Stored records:
*** Begin section ***

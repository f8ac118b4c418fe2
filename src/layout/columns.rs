use std::collections::BTreeMap;

use crate::config::LayoutMode;
use crate::ir::GraphDocument;

use super::ranking::{Adjacency, Levels};

/// Horizontal slot of every node plus the lowest-node registry.
#[derive(Debug, Clone, Default)]
pub(super) struct Columns {
    pub(super) column: Vec<Option<usize>>,
    /// Token index -> first anchored node (in level order) starting there,
    /// before collisions move anything.
    pub(super) lowest: BTreeMap<usize, usize>,
}

impl Columns {
    pub(super) fn unresolved(&self) -> impl Iterator<Item = usize> + '_ {
        self.column
            .iter()
            .enumerate()
            .filter(|(_, column)| column.is_none())
            .map(|(idx, _)| idx)
    }
}

pub(super) fn assign_columns(
    graph: &GraphDocument,
    adjacency: &Adjacency,
    levels: &Levels,
    mode: LayoutMode,
) -> Columns {
    let mut column: Vec<Option<usize>> = graph
        .nodes
        .iter()
        .map(|node| node.first_anchor().map(|span| span.from))
        .collect();

    let mut lowest = BTreeMap::new();
    for idx in levels.iter_nodes() {
        if let Some(from) = graph.nodes[idx].first_anchor().map(|span| span.from) {
            lowest.entry(from).or_insert(idx);
        }
    }

    let order: Vec<usize> = levels
        .iter_nodes()
        .filter(|&idx| column[idx].is_none())
        .collect();
    // Children first; a parent is only consulted by childless nodes until
    // nothing else moves, then by everyone still unresolved.
    inherit_until_stable(&order, adjacency, &mut column, false);
    inherit_until_stable(&order, adjacency, &mut column, true);

    let mut columns = Columns { column, lowest };
    for idx in columns.unresolved() {
        tracing::warn!(node = %adjacency.ids[idx], "no column could be inferred for node");
    }

    if mode == LayoutMode::Flat {
        columns.column = flat_ranks(&columns.column);
    }
    columns
}

fn inherit_until_stable(
    order: &[usize],
    adjacency: &Adjacency,
    column: &mut [Option<usize>],
    parent_fallback: bool,
) {
    loop {
        let mut changed = false;
        for &idx in order {
            if column[idx].is_some() {
                continue;
            }
            let children = &adjacency.children[idx];
            let mut inherited = inherit_from_children(children, column);
            if inherited.is_none() && (children.is_empty() || parent_fallback) {
                inherited = adjacency.parents[idx]
                    .first()
                    .and_then(|&parent| column[parent]);
            }
            if inherited.is_some() {
                column[idx] = inherited;
                changed = true;
            }
        }
        if !changed {
            break;
        }
    }
}

/// Single child: its column. Several: the lower median of the resolved ones.
fn inherit_from_children(children: &[usize], column: &[Option<usize>]) -> Option<usize> {
    match children {
        [] => None,
        [only] => column[*only],
        _ => {
            let mut resolved: Vec<usize> = children.iter().filter_map(|&c| column[c]).collect();
            if resolved.is_empty() {
                return None;
            }
            resolved.sort_unstable();
            Some(resolved[resolved.len() / 2])
        }
    }
}

/// Flat rows are ordered by token column; ties keep input order and
/// unresolved nodes go last.
fn flat_ranks(column: &[Option<usize>]) -> Vec<Option<usize>> {
    let mut order: Vec<usize> = (0..column.len()).collect();
    order.sort_by_key(|&idx| (column[idx].unwrap_or(usize::MAX), idx));
    let mut ranks = vec![None; column.len()];
    for (rank, idx) in order.into_iter().enumerate() {
        ranks[idx] = Some(rank);
    }
    ranks
}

*** End section ***

REQUIRED WORK: Which lines above hold the string "lowest"? Please copy all of them.

ANSWER BOX:
/// Horizontal slot of every node plus the lowest-node registry.
    pub(super) lowest: BTreeMap<usize, usize>,
    let mut lowest = BTreeMap::new();
            lowest.entry(from).or_insert(idx);
    let mut columns = Columns { column, lowest };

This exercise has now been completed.